Biological rhythms exist in hair follicle cells of the scalp and are useful for measuring human clock gene expression rhythms. (A) Qualitative comparison of total RNA obtained from the oral mucosa or hair follicle cells of the scalp. Total RNA was collected from both samples and isolated by electrophoresis. Single and double asterisks indicate 18S and 28S rRNA, respectively. (B) DNA microarray analysis was performed to comprehensively measure rhythms of gene expression in hair follicle cells. Based on the 48-h diurnal expression profiles, genes with circadian expression were organized in a phase sequence (see SI Materials and Methods for details). Dataset S1 presents gene names in detail. The darker the color, the higher the gene expression, in each time zone.
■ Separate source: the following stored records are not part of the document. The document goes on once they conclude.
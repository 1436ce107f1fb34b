// SPDX-License-Identifier: AGPL-3.0-or-later
//
// Copyright (C) 2025 Daniel Negri
//
// This program is free software: you can redistribute it and/or modify
// it under the terms of the GNU Affero General Public License as published by
// the Free Software Foundation, either version 3 of the License, or
// (at your option) any later version.
//
// This program is distributed in the hope that it will be useful,
// but WITHOUT ANY WARRANTY; without even the implied warranty of
// MERCHANTABILITY or FITNESS FOR A PARTICULAR PURPOSE. See the
// GNU Affero General Public License for more details.
//
// You should have received a copy of the GNU Affero General Public License
// along with this program. If not, see <https://www.gnu.org/licenses/>.

//! Ledger configuration.

use std::time::Duration;

/// Replay policy for transient storage failures.
#[derive(Debug, Clone)]
pub struct RetryConfig {
    /// Total attempts per operation, including the first.
    pub max_attempts: u32,
    /// Base delay; attempt `n` sleeps `backoff * n` before replaying.
    pub backoff: Duration,
}

impl Default for RetryConfig {
    fn default() -> Self {
        Self {
            max_attempts: 3,
            backoff: Duration::from_millis(10),
        }
    }
}

#[derive(Debug, Clone)]
pub struct StorageConfig {
    /// How long a unit of work waits for a row lock before giving up.
    pub lock_timeout: Duration,
}

impl Default for StorageConfig {
    fn default() -> Self {
        Self {
            lock_timeout: Duration::from_secs(2),
        }
    }
}

/// Main ledger configuration.
#[derive(Debug, Clone)]
pub struct LedgerConfig {
    pub retry: RetryConfig,
    pub storage: StorageConfig,
    /// Amounts with more fractional digits than this are rejected.
    pub max_decimal_places: u32,
    /// Default log filter when `RUST_LOG` is unset.
    pub log_level: String,
}

impl Default for LedgerConfig {
    fn default() -> Self {
        Self {
            retry: RetryConfig::default(),
            storage: StorageConfig::default(),
            max_decimal_places: 4,
            log_level: "info".to_string(),
        }
    }
}

impl LedgerConfig {
    /// Load configuration from environment variables.
    ///
    /// Unset or unparsable variables keep their defaults.
    pub fn from_env() -> Self {
        Self::from_lookup(|key| std::env::var(key).ok())
    }

    /// Builds a configuration from an arbitrary key lookup.
    pub fn from_lookup(lookup: impl Fn(&str) -> Option<String>) -> Self {
        let mut config = Self::default();

        if let Some(attempts) = lookup("LEDGER_MAX_ATTEMPTS") {
            if let Ok(attempts) = attempts.parse() {
                config.retry.max_attempts = attempts;
            }
        }

        if let Some(ms) = lookup("LEDGER_RETRY_BACKOFF_MS") {
            if let Ok(ms) = ms.parse() {
                config.retry.backoff = Duration::from_millis(ms);
            }
        }

        if let Some(ms) = lookup("LEDGER_LOCK_TIMEOUT_MS") {
            if let Ok(ms) = ms.parse() {
                config.storage.lock_timeout = Duration::from_millis(ms);
            }
        }

        if let Some(places) = lookup("LEDGER_MAX_DECIMAL_PLACES") {
            if let Ok(places) = places.parse() {
                config.max_decimal_places = places;
            }
        }

        if let Some(level) = lookup("LOG_LEVEL") {
            config.log_level = level;
        }

        config
    }

    /// Validate configuration.
    pub fn validate(&self) -> Result<(), String> {
        if self.retry.max_attempts == 0 {
            return Err("Retry attempts must be at least 1".to_string());
        }

        if self.storage.lock_timeout.is_zero() {
            return Err("Lock timeout cannot be 0".to_string());
        }

        // rust_decimal supports at most 28 fractional digits
        if self.max_decimal_places > 28 {
            return Err("Decimal places cannot exceed 28".to_string());
        }

        Ok(())
    }
}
This gene group includes Per1, Per3, Nr1d1, and Nr1d2. The right figures show the actual values for these four clock genes (scatter diagram) and the fitted cosine curves. (C) Using total RNA collected from 10 scalp hairs, real-time PCR was performed to measure the expression of Per3. This was repeated eight times to assess fluctuation. Expressions relative to 18S rRNA are shown. (D) Scalp hair samples were collected every 3 h to ascertain rhythms of clock gene expression by real-time PCR. Expressions relative to 18S rRNA are shown. (Upper Right) Activity data over a period of about 9 d for the same individual. The final day in the actogram is the sampling day. The P values in cosine curve fitting are Per2 (0.0062), Per3 (0.0010), Dbp (0.00029), Bmal1 (0.016), Npas2 (0.030), Nr1d1 (0.00019), and Nr1d2 (0.00039).